*** Record extracts Section Begins ***

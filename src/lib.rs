pub mod app;
pub mod authz;
pub mod db;
pub mod docs;
pub mod errors;
pub mod extract;
pub mod import;
pub mod jwt;
pub mod mail;
pub mod models;
pub mod routes;
pub mod utils;
pub mod validation;

// Re-export commonly used items for tests
pub use app::{create_app, router, AppState};
//! Bulk load of the legacy CSV data set.
//!
//! Each file uses integer ids; they are mapped to fresh UUIDs for the
//! duration of one run. Everything happens in a single transaction, so a
//! bad row leaves the database untouched.

use std::collections::HashMap;
use std::fmt;
use std::path::Path;

use anyhow::{bail, Context};
use chrono::{DateTime, Utc};
use futures_util::StreamExt;
use serde::de::DeserializeOwned;
use serde::Deserialize;
use sqlx::{Sqlite, SqlitePool, Transaction};
use uuid::Uuid;

use crate::models::user::Role;
use crate::utils::utc_now;

#[derive(Debug, Clone, Copy, Default, PartialEq, Eq)]
pub struct ImportReport {
    pub users: usize,
    pub categories: usize,
    pub genres: usize,
    pub titles: usize,
    pub genre_links: usize,
    pub reviews: usize,
    pub comments: usize,
}

impl fmt::Display for ImportReport {
    fn fmt(&self, f: &mut fmt::Formatter<'_>) -> fmt::Result {
        write!(
            f,
            "users={} categories={} genres={} titles={} genre_links={} reviews={} comments={}",
            self.users, self.categories, self.genres, self.titles, self.genre_links, self.reviews, self.comments
        )
    }
}

#[derive(Debug, Deserialize)]
struct UserRow {
    id: i64,
    username: String,
    email: String,
    #[serde(default)]
    role: Role,
    #[serde(default)]
    bio: String,
    #[serde(default)]
    first_name: String,
    #[serde(default)]
    last_name: String,
}

#[derive(Debug, Deserialize)]
struct LookupRow {
    id: i64,
    name: String,
    slug: String,
}

#[derive(Debug, Deserialize)]
struct TitleRow {
    id: i64,
    name: String,
    year: i32,
    category: i64,
    #[serde(default)]
    description: Option<String>,
}

#[derive(Debug, Deserialize)]
struct GenreTitleRow {
    title_id: i64,
    genre_id: i64,
}

#[derive(Debug, Deserialize)]
struct ReviewRow {
    id: i64,
    title_id: i64,
    text: String,
    author: i64,
    score: i64,
    pub_date: DateTime<Utc>,
}

#[derive(Debug, Deserialize)]
struct CommentRow {
    review_id: i64,
    text: String,
    author: i64,
    pub_date: DateTime<Utc>,
}

/// Legacy integer id to the UUID assigned in this run.
#[derive(Debug, Default)]
struct IdMap {
    entity: &'static str,
    ids: HashMap<i64, Uuid>,
}

impl IdMap {
    fn new(entity: &'static str) -> Self {
        Self {
            entity,
            ids: HashMap::new(),
        }
    }

    fn assign(&mut self, legacy: i64) -> anyhow::Result<Uuid> {
        let id = Uuid::new_v4();
        if self.ids.insert(legacy, id).is_some() {
            bail!("duplicate {} id {legacy}", self.entity);
        }
        Ok(id)
    }

    fn resolve(&self, file: &str, row: usize, legacy: i64) -> anyhow::Result<Uuid> {
        match self.ids.get(&legacy) {
            Some(id) => Ok(*id),
            None => bail!("{file} row {row}: unknown {} id {legacy}", self.entity),
        }
    }
}

/// Loads every known file found in `dir`, in dependency order.
pub async fn import_dir(pool: &SqlitePool, dir: &Path) -> anyhow::Result<ImportReport> {
    if !dir.is_dir() {
        bail!("{} is not a directory", dir.display());
    }

    let mut report = ImportReport::default();
    let mut users = IdMap::new("user");
    let mut categories = IdMap::new("category");
    let mut genres = IdMap::new("genre");
    let mut titles = IdMap::new("title");
    let mut reviews = IdMap::new("review");

    let mut tx = pool.begin().await.context("failed to start import transaction")?;
    let now = utc_now();

    if let Some(rows) = read_rows::<UserRow>(dir, "users.csv").await? {
        for row in rows {
            let id = users.assign(row.id)?;
            sqlx::query(
                "INSERT INTO users (id, username, email, first_name, last_name, bio, role, is_superuser, created_at, updated_at) VALUES (?, ?, ?, ?, ?, ?, ?, 0, ?, ?)",
            )
            .bind(id)
            .bind(&row.username)
            .bind(&row.email)
            .bind(&row.first_name)
            .bind(&row.last_name)
            .bind(&row.bio)
            .bind(row.role)
            .bind(now)
            .bind(now)
            .execute(&mut *tx)
            .await
            .with_context(|| format!("users.csv: failed to insert {}", row.username))?;
            report.users += 1;
        }
    }

    for (file, table, map, count) in [
        ("category.csv", "categories", &mut categories, &mut report.categories),
        ("genre.csv", "genres", &mut genres, &mut report.genres),
    ] {
        let Some(rows) = read_rows::<LookupRow>(dir, file).await? else {
            continue;
        };
        for row in rows {
            let id = map.assign(row.id)?;
            insert_lookup(&mut tx, table, id, &row)
                .await
                .with_context(|| format!("{file}: failed to insert {}", row.slug))?;
            *count += 1;
        }
    }

    if let Some(rows) = read_rows::<TitleRow>(dir, "titles.csv").await? {
        for (index, row) in rows.into_iter().enumerate() {
            let category_id = categories.resolve("titles.csv", index + 1, row.category)?;
            let id = titles.assign(row.id)?;
            sqlx::query("INSERT INTO titles (id, name, year, description, category_id, created_at) VALUES (?, ?, ?, ?, ?, ?)")
                .bind(id)
                .bind(&row.name)
                .bind(row.year)
                .bind(&row.description)
                .bind(category_id)
                .bind(now)
                .execute(&mut *tx)
                .await
                .with_context(|| format!("titles.csv: failed to insert {}", row.name))?;
            report.titles += 1;
        }
    }

    if let Some(rows) = read_rows::<GenreTitleRow>(dir, "genre_title.csv").await? {
        for (index, row) in rows.into_iter().enumerate() {
            let title_id = titles.resolve("genre_title.csv", index + 1, row.title_id)?;
            let genre_id = genres.resolve("genre_title.csv", index + 1, row.genre_id)?;
            sqlx::query("INSERT OR IGNORE INTO title_genres (title_id, genre_id) VALUES (?, ?)")
                .bind(title_id)
                .bind(genre_id)
                .execute(&mut *tx)
                .await?;
            report.genre_links += 1;
        }
    }

    if let Some(rows) = read_rows::<ReviewRow>(dir, "review.csv").await? {
        for (index, row) in rows.into_iter().enumerate() {
            let title_id = titles.resolve("review.csv", index + 1, row.title_id)?;
            let author_id = users.resolve("review.csv", index + 1, row.author)?;
            let id = reviews.assign(row.id)?;
            sqlx::query("INSERT INTO reviews (id, title_id, author_id, text, score, pub_date) VALUES (?, ?, ?, ?, ?, ?)")
                .bind(id)
                .bind(title_id)
                .bind(author_id)
                .bind(&row.text)
                .bind(row.score)
                .bind(row.pub_date)
                .execute(&mut *tx)
                .await
                .with_context(|| format!("review.csv row {}: failed to insert", index + 1))?;
            report.reviews += 1;
        }
    }

    if let Some(rows) = read_rows::<CommentRow>(dir, "comments.csv").await? {
        for (index, row) in rows.into_iter().enumerate() {
            let review_id = reviews.resolve("comments.csv", index + 1, row.review_id)?;
            let author_id = users.resolve("comments.csv", index + 1, row.author)?;
            sqlx::query("INSERT INTO comments (id, review_id, author_id, text, pub_date) VALUES (?, ?, ?, ?, ?)")
                .bind(Uuid::new_v4())
                .bind(review_id)
                .bind(author_id)
                .bind(&row.text)
                .bind(row.pub_date)
                .execute(&mut *tx)
                .await
                .with_context(|| format!("comments.csv row {}: failed to insert", index + 1))?;
            report.comments += 1;
        }
    }

    tx.commit().await.context("failed to commit import")?;
    tracing::info!(%report, dir = %dir.display(), "csv import finished");
    Ok(report)
}

async fn insert_lookup(
    tx: &mut Transaction<'_, Sqlite>,
    table: &str,
    id: Uuid,
    row: &LookupRow,
) -> Result<(), sqlx::Error> {
    let sql = format!("INSERT INTO {table} (id, name, slug) VALUES (?, ?, ?)");
    sqlx::query(&sql)
        .bind(id)
        .bind(&row.name)
        .bind(&row.slug)
        .execute(&mut **tx)
        .await?;
    Ok(())
}

/// `None` when the file is absent.
async fn read_rows<T: DeserializeOwned + 'static>(dir: &Path, file: &str) -> anyhow::Result<Option<Vec<T>>> {
    let path = dir.join(file);
    if !path.exists() {
        tracing::debug!(file, "csv file not present, skipping");
        return Ok(None);
    }

    let handle = tokio::fs::File::open(&path)
        .await
        .with_context(|| format!("failed to open {}", path.display()))?;
    let mut reader = csv_async::AsyncReaderBuilder::new()
        .trim(csv_async::Trim::All)
        .create_deserializer(handle);

    let mut rows = Vec::new();
    let mut records = reader.deserialize::<T>();
    while let Some(record) = records.next().await {
        let line = rows.len() + 1;
        rows.push(record.with_context(|| format!("{file} row {line}: malformed record"))?);
    }

    tracing::info!(file, rows = rows.len(), "csv file read");
    Ok(Some(rows))
}
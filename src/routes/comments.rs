use axum::extract::State;
use axum::http::StatusCode;
use axum::Json;
use sqlx::SqlitePool;
use uuid::Uuid;

use super::reviews::fetch_review;
use crate::app::AppState;
use crate::authz::{self, Action, Actor, Policy};
use crate::errors::{AppError, AppResult};
use crate::extract::{ApiJson, ApiPath};
use crate::models::comment::{Comment, CommentWriteRequest, DbComment};
use crate::utils::utc_now;
use crate::validation::FieldErrors;

const COMMENT_SELECT: &str = "SELECT c.id, c.review_id, c.author_id, u.username AS author_username, c.text, c.pub_date \
     FROM comments c JOIN users u ON u.id = c.author_id";

#[utoipa::path(
    get,
    path = "/api/v1/titles/{title_id}/reviews/{review_id}/comments",
    tag = "Comments",
    params(
        ("title_id" = Uuid, Path, description = "Title id"),
        ("review_id" = Uuid, Path, description = "Review id")
    ),
    responses(
        (status = 200, description = "Comments on the review, newest first", body = [Comment]),
        (status = 404, description = "Unknown title or review")
    )
)]
pub async fn list_comments(
    State(state): State<AppState>,
    actor: Actor,
    ApiPath((title_id, review_id)): ApiPath<(Uuid, Uuid)>,
) -> AppResult<Json<Vec<Comment>>> {
    authz::authorize(Policy::AuthorOrStaff, &actor, Action::Read)?;
    let review = fetch_review(&state.pool, title_id, review_id).await?;

    let sql = format!("{COMMENT_SELECT} WHERE c.review_id = ? ORDER BY c.pub_date DESC");
    let rows = sqlx::query_as::<_, DbComment>(&sql)
        .bind(review.id)
        .fetch_all(&state.pool)
        .await?;

    Ok(Json(rows.into_iter().map(Comment::from).collect()))
}

#[utoipa::path(
    post,
    path = "/api/v1/titles/{title_id}/reviews/{review_id}/comments",
    tag = "Comments",
    params(
        ("title_id" = Uuid, Path, description = "Title id"),
        ("review_id" = Uuid, Path, description = "Review id")
    ),
    request_body = CommentWriteRequest,
    responses(
        (status = 201, description = "Comment created", body = Comment),
        (status = 400, description = "Validation failed"),
        (status = 401, description = "Authentication required"),
        (status = 404, description = "Unknown title or review")
    ),
    security(("bearerAuth" = []))
)]
pub async fn create_comment(
    State(state): State<AppState>,
    actor: Actor,
    ApiPath((title_id, review_id)): ApiPath<(Uuid, Uuid)>,
    ApiJson(payload): ApiJson<CommentWriteRequest>,
) -> AppResult<(StatusCode, Json<Comment>)> {
    authz::authorize(Policy::AuthorOrStaff, &actor, Action::Create)?;
    let author = actor
        .principal()
        .ok_or_else(|| AppError::unauthorized("authentication credentials were not provided"))?;
    let review = fetch_review(&state.pool, title_id, review_id).await?;

    let mut errors = FieldErrors::new();
    let text = errors.required("text", payload.text);
    errors.into_result()?;
    let Some(text) = text else {
        return Err(AppError::internal("validated fields missing"));
    };

    let comment_id = Uuid::new_v4();
    sqlx::query("INSERT INTO comments (id, review_id, author_id, text, pub_date) VALUES (?, ?, ?, ?, ?)")
        .bind(comment_id)
        .bind(review.id)
        .bind(author.user_id)
        .bind(&text)
        .bind(utc_now())
        .execute(&state.pool)
        .await?;

    let comment = fetch_comment(&state.pool, review.id, comment_id).await?;
    Ok((StatusCode::CREATED, Json(comment.into())))
}

#[utoipa::path(
    get,
    path = "/api/v1/titles/{title_id}/reviews/{review_id}/comments/{comment_id}",
    tag = "Comments",
    params(
        ("title_id" = Uuid, Path, description = "Title id"),
        ("review_id" = Uuid, Path, description = "Review id"),
        ("comment_id" = Uuid, Path, description = "Comment id")
    ),
    responses(
        (status = 200, description = "Comment detail", body = Comment),
        (status = 404, description = "Unknown title, review or comment")
    )
)]
pub async fn get_comment(
    State(state): State<AppState>,
    actor: Actor,
    ApiPath((title_id, review_id, comment_id)): ApiPath<(Uuid, Uuid, Uuid)>,
) -> AppResult<Json<Comment>> {
    authz::authorize(Policy::AuthorOrStaff, &actor, Action::Read)?;
    let review = fetch_review(&state.pool, title_id, review_id).await?;
    let comment = fetch_comment(&state.pool, review.id, comment_id).await?;
    authz::authorize_instance(Policy::AuthorOrStaff, &actor, Action::Read, Some(comment.author_id))?;
    Ok(Json(comment.into()))
}

#[utoipa::path(
    patch,
    path = "/api/v1/titles/{title_id}/reviews/{review_id}/comments/{comment_id}",
    tag = "Comments",
    params(
        ("title_id" = Uuid, Path, description = "Title id"),
        ("review_id" = Uuid, Path, description = "Review id"),
        ("comment_id" = Uuid, Path, description = "Comment id")
    ),
    request_body = CommentWriteRequest,
    responses(
        (status = 200, description = "Comment updated", body = Comment),
        (status = 400, description = "Validation failed"),
        (status = 403, description = "Only the author, a moderator or an admin"),
        (status = 404, description = "Unknown title, review or comment")
    ),
    security(("bearerAuth" = []))
)]
pub async fn update_comment(
    State(state): State<AppState>,
    actor: Actor,
    ApiPath((title_id, review_id, comment_id)): ApiPath<(Uuid, Uuid, Uuid)>,
    ApiJson(payload): ApiJson<CommentWriteRequest>,
) -> AppResult<Json<Comment>> {
    authz::authorize(Policy::AuthorOrStaff, &actor, Action::Update)?;
    let review = fetch_review(&state.pool, title_id, review_id).await?;
    let mut comment = fetch_comment(&state.pool, review.id, comment_id).await?;
    authz::authorize_instance(Policy::AuthorOrStaff, &actor, Action::Update, Some(comment.author_id))?;

    if let Some(text) = payload.text {
        if text.trim().is_empty() {
            return Err(AppError::validation("text", "this field may not be blank"));
        }
        comment.text = text;
    }

    sqlx::query("UPDATE comments SET text = ? WHERE id = ?")
        .bind(&comment.text)
        .bind(comment.id)
        .execute(&state.pool)
        .await?;

    Ok(Json(comment.into()))
}

#[utoipa::path(
    delete,
    path = "/api/v1/titles/{title_id}/reviews/{review_id}/comments/{comment_id}",
    tag = "Comments",
    params(
        ("title_id" = Uuid, Path, description = "Title id"),
        ("review_id" = Uuid, Path, description = "Review id"),
        ("comment_id" = Uuid, Path, description = "Comment id")
    ),
    responses(
        (status = 204, description = "Comment deleted"),
        (status = 403, description = "Only the author, a moderator or an admin"),
        (status = 404, description = "Unknown title, review or comment")
    ),
    security(("bearerAuth" = []))
)]
pub async fn delete_comment(
    State(state): State<AppState>,
    actor: Actor,
    ApiPath((title_id, review_id, comment_id)): ApiPath<(Uuid, Uuid, Uuid)>,
) -> AppResult<StatusCode> {
    authz::authorize(Policy::AuthorOrStaff, &actor, Action::Delete)?;
    let review = fetch_review(&state.pool, title_id, review_id).await?;
    let comment = fetch_comment(&state.pool, review.id, comment_id).await?;
    authz::authorize_instance(Policy::AuthorOrStaff, &actor, Action::Delete, Some(comment.author_id))?;

    let affected = sqlx::query("DELETE FROM comments WHERE id = ?")
        .bind(comment.id)
        .execute(&state.pool)
        .await?;

    if affected.rows_affected() == 0 {
        return Err(AppError::not_found("comment not found"));
    }

    Ok(StatusCode::NO_CONTENT)
}

async fn fetch_comment(pool: &SqlitePool, review_id: Uuid, comment_id: Uuid) -> AppResult<DbComment> {
    let sql = format!("{COMMENT_SELECT} WHERE c.id = ? AND c.review_id = ?");
    sqlx::query_as::<_, DbComment>(&sql)
        .bind(comment_id)
        .bind(review_id)
        .fetch_optional(pool)
        .await?
        .ok_or_else(|| AppError::not_found("comment not found"))
}
use std::time::Duration;

use anyhow::Context;
use sqlx::sqlite::SqlitePoolOptions;
use sqlx::SqlitePool;

pub mod users;

pub async fn init() -> anyhow::Result<SqlitePool> {
	let database_url = std::env::var("DATABASE_URL").context("DATABASE_URL not set")?;

	let pool = SqlitePoolOptions::new()
		.max_connections(10)
		.min_connections(1)
		.acquire_timeout(Duration::from_secs(10))
		.connect(&database_url)
		.await
		.context("failed to connect to database")?;

	sqlx::migrate!()
		.run(&pool)
		.await
		.context("failed to run migrations")?;

	Ok(pool)
}
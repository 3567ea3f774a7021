use std::fmt;

use chrono::{DateTime, Utc};
use serde::{Deserialize, Serialize};
use sqlx::FromRow;
use utoipa::ToSchema;
use uuid::Uuid;

/// The three roles a user can hold. Stored as lowercase text; any other
/// stored value fails to decode instead of granting something.
#[derive(Debug, Clone, Copy, Default, PartialEq, Eq, Serialize, Deserialize, sqlx::Type, ToSchema)]
#[serde(rename_all = "lowercase")]
#[sqlx(rename_all = "lowercase")]
pub enum Role {
    #[default]
    User,
    Moderator,
    Admin,
}

impl Role {
    pub fn as_str(&self) -> &'static str {
        match self {
            Role::User => "user",
            Role::Moderator => "moderator",
            Role::Admin => "admin",
        }
    }
}

impl fmt::Display for Role {
    fn fmt(&self, f: &mut fmt::Formatter<'_>) -> fmt::Result {
        f.write_str(self.as_str())
    }
}

/// Public representation of a user.
#[derive(Debug, Clone, Serialize, Deserialize, ToSchema)]
pub struct User {
    #[schema(example = "ada")]
    pub username: String,
    #[schema(example = "ada@example.com")]
    pub email: String,
    pub first_name: String,
    pub last_name: String,
    pub bio: String,
    pub role: Role,
}

#[derive(Debug, Clone, FromRow)]
pub struct DbUser {
    pub id: Uuid,
    pub username: String,
    pub email: String,
    pub first_name: String,
    pub last_name: String,
    pub bio: String,
    pub role: Role,
    pub is_superuser: bool,
    pub confirmation_code_hash: Option<String>,
    pub created_at: DateTime<Utc>,
    pub updated_at: DateTime<Utc>,
}

impl From<DbUser> for User {
    fn from(value: DbUser) -> Self {
        User {
            username: value.username,
            email: value.email,
            first_name: value.first_name,
            last_name: value.last_name,
            bio: value.bio,
            role: value.role,
        }
    }
}

pub const USER_COLUMNS: &str =
    "id, username, email, first_name, last_name, bio, role, is_superuser, confirmation_code_hash, created_at, updated_at";

/// Admin-side create. Every field is optional at the type level so missing
/// values are reported per field instead of as a body rejection.
#[derive(Debug, Default, Deserialize, ToSchema)]
pub struct UserCreateRequest {
    #[schema(example = "ada")]
    pub username: Option<String>,
    #[schema(example = "ada@example.com")]
    pub email: Option<String>,
    pub first_name: Option<String>,
    pub last_name: Option<String>,
    pub bio: Option<String>,
    pub role: Option<Role>,
}

#[derive(Debug, Default, Deserialize, ToSchema)]
pub struct UserUpdateRequest {
    pub username: Option<String>,
    pub email: Option<String>,
    pub first_name: Option<String>,
    pub last_name: Option<String>,
    pub bio: Option<String>,
    /// Ignored on `/users/me`.
    pub role: Option<Role>,
}

#[derive(Debug, Default, Deserialize, ToSchema)]
pub struct SignupRequest {
    #[schema(example = "ada")]
    pub username: Option<String>,
    #[schema(example = "ada@example.com")]
    pub email: Option<String>,
}

#[derive(Debug, Serialize, ToSchema)]
pub struct SignupResponse {
    pub username: String,
    pub email: String,
}

#[derive(Debug, Default, Deserialize, ToSchema)]
pub struct TokenRequest {
    #[schema(example = "ada")]
    pub username: Option<String>,
    #[schema(example = "042917")]
    pub confirmation_code: Option<String>,
}

#[derive(Debug, Serialize, ToSchema)]
pub struct TokenResponse {
    pub token: String,
}
use uuid::Uuid;

use crate::models::user::{DbUser, Role};

/// An authenticated user, with capabilities derived from the role and
/// superuser flag as currently stored.
#[derive(Debug, Clone, PartialEq, Eq)]
pub struct Principal {
    pub user_id: Uuid,
    pub username: String,
    pub role: Role,
    pub is_superuser: bool,
}

impl Principal {
    pub fn new(user_id: Uuid, username: impl Into<String>, role: Role) -> Self {
        Self {
            user_id,
            username: username.into(),
            role,
            is_superuser: false,
        }
    }

    pub fn with_superuser(mut self, is_superuser: bool) -> Self {
        self.is_superuser = is_superuser;
        self
    }

    pub fn is_admin(&self) -> bool {
        self.role == Role::Admin || self.is_superuser
    }

    pub fn is_moderator(&self) -> bool {
        self.role == Role::Moderator
    }

    pub fn owns(&self, owner_id: Uuid) -> bool {
        self.user_id == owner_id
    }
}

impl From<&DbUser> for Principal {
    fn from(user: &DbUser) -> Self {
        Principal::new(user.id, user.username.clone(), user.role).with_superuser(user.is_superuser)
    }
}

/// Whoever is making the request.
#[derive(Debug, Clone, PartialEq, Eq)]
pub enum Actor {
    Anonymous,
    Authenticated(Principal),
}

impl Actor {
    pub fn principal(&self) -> Option<&Principal> {
        match self {
            Actor::Anonymous => None,
            Actor::Authenticated(principal) => Some(principal),
        }
    }

    pub fn user_id(&self) -> Option<Uuid> {
        self.principal().map(|p| p.user_id)
    }
}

*** Record extracts Section Ends ***

:: Exercise aim ::
Filter the entries above and keep only the lines with the word "bool".

:: Exercise answer ::
    pub is_superuser: bool,
    pub is_superuser: bool,
    pub fn with_superuser(mut self, is_superuser: bool) -> Self {
    pub fn is_admin(&self) -> bool {
    pub fn is_moderator(&self) -> bool {
    pub fn owns(&self, owner_id: Uuid) -> bool {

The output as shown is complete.